Reproduce exactly the lines from the top of the records below through the line holding "pub const DEFAULT_AUDIO_CODEC: &str".

[[ GIVEN DATA open ]]

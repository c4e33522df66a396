//! Video encoding configuration.

use schemars::JsonSchema;
use serde::{Deserialize, Serialize};

/// Default video codec (H.264)
pub const DEFAULT_VIDEO_CODEC: &str = "libx264";
/// Default audio codec
pub const DEFAULT_AUDIO_CODEC: &str = "aac";
/// Default encoding preset
pub const DEFAULT_PRESET: &str = "fast";
/// Default CRF (Constant Rate Factor)
pub const DEFAULT_CRF: u8 = 18;
/// Default audio bitrate
pub const DEFAULT_AUDIO_BITRATE: &str = "128k";
/// Default encoder thread count
pub const DEFAULT_THREADS: u32 = 4;

/// Video encoding configuration.
#[derive(Debug, Clone, Serialize, Deserialize, JsonSchema)]
pub struct EncodingConfig {
    /// Video codec (e.g., "libx264", "h264_nvenc")
    #[serde(default = "default_video_codec")]
    pub codec: String,

    /// Encoding preset (e.g., "fast", "medium", "slow")
    #[serde(default = "default_preset")]
    pub preset: String,

    /// Constant Rate Factor (quality, 0-51, lower is better)
    #[serde(default = "default_crf")]
    pub crf: u8,

    /// Audio codec
    #[serde(default = "default_audio_codec")]
    pub audio_codec: String,

    /// Audio bitrate
    #[serde(default = "default_audio_bitrate")]
    pub audio_bitrate: String,

    /// Encoder thread count
    #[serde(default = "default_threads")]
    pub threads: u32,

    /// Additional FFmpeg output arguments
    #[serde(default)]
    pub extra_args: Vec<String>,
}

fn default_video_codec() -> String {
    DEFAULT_VIDEO_CODEC.to_string()
}
fn default_preset() -> String {
    DEFAULT_PRESET.to_string()
}
fn default_crf() -> u8 {
    DEFAULT_CRF
}
fn default_audio_codec() -> String {
    DEFAULT_AUDIO_CODEC.to_string()
}
fn default_audio_bitrate() -> String {
    DEFAULT_AUDIO_BITRATE.to_string()
}
fn default_threads() -> u32 {
    DEFAULT_THREADS
}

impl Default for EncodingConfig {
    fn default() -> Self {
        Self {
            codec: DEFAULT_VIDEO_CODEC.to_string(),
            preset: DEFAULT_PRESET.to_string(),
            crf: DEFAULT_CRF,
            audio_codec: DEFAULT_AUDIO_CODEC.to_string(),
            audio_bitrate: DEFAULT_AUDIO_BITRATE.to_string(),
            threads: DEFAULT_THREADS,
            extra_args: Vec::new(),
        }
    }
}

impl EncodingConfig {
    /// Create a new encoding configuration.
    pub fn new() -> Self {
        Self::default()
    }

    /// Returns a new config with updated CRF.
    pub fn with_crf(mut self, crf: u8) -> Self {
        self.crf = crf;
        self
    }

    /// Returns a new config with updated preset.
    pub fn with_preset(mut self, preset: impl Into<String>) -> Self {
        self.preset = preset.into();
        self
    }

    /// Convert to FFmpeg command arguments.
    pub fn to_ffmpeg_args(&self) -> Vec<String> {
        let mut args = vec![
            "-c:v".to_string(),
            self.codec.clone(),
            "-preset".to_string(),
            self.preset.clone(),
            "-crf".to_string(),
            self.crf.to_string(),
            "-c:a".to_string(),
            self.audio_codec.clone(),
            "-b:a".to_string(),
            self.audio_bitrate.clone(),
            "-threads".to_string(),
            self.threads.to_string(),
        ];

        args.extend(self.extra_args.clone());

        args
    }
}

#[cfg(test)]
mod tests {
    use super::*;

    #[test]
    fn test_default_config() {
        let config = EncodingConfig::default();
        assert_eq!(config.codec, "libx264");
        assert_eq!(config.audio_codec, "aac");
        assert_eq!(config.crf, 18);
        assert_eq!(config.threads, 4);
    }

    #[test]
    fn test_ffmpeg_args() {
        let config = EncodingConfig::default();
        let args = config.to_ffmpeg_args();
        assert!(args.contains(&"-c:v".to_string()));
        assert!(args.contains(&"libx264".to_string()));
        assert!(args.contains(&"-crf".to_string()));
        assert!(args.contains(&"18".to_string()));
        assert!(args.contains(&"-threads".to_string()));
    }

    #[test]
    fn test_deserialize_fills_defaults() {
        let config: EncodingConfig = serde_json::from_str("{}").unwrap();
        assert_eq!(config.preset, "fast");
        assert_eq!(config.audio_bitrate, "128k");
    }
}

[[ GIVEN DATA closed ]]

* SOLUTION TO THIS PROBLEM *
repository c4e33522df66a396
//! Video encoding configuration.

use schemars::JsonSchema;
use serde::{Deserialize, Serialize};

/// Default video codec (H.264)
pub const DEFAULT_VIDEO_CODEC: &str = "libx264";
/// Default audio codec
pub const DEFAULT_AUDIO_CODEC: &str = "aac";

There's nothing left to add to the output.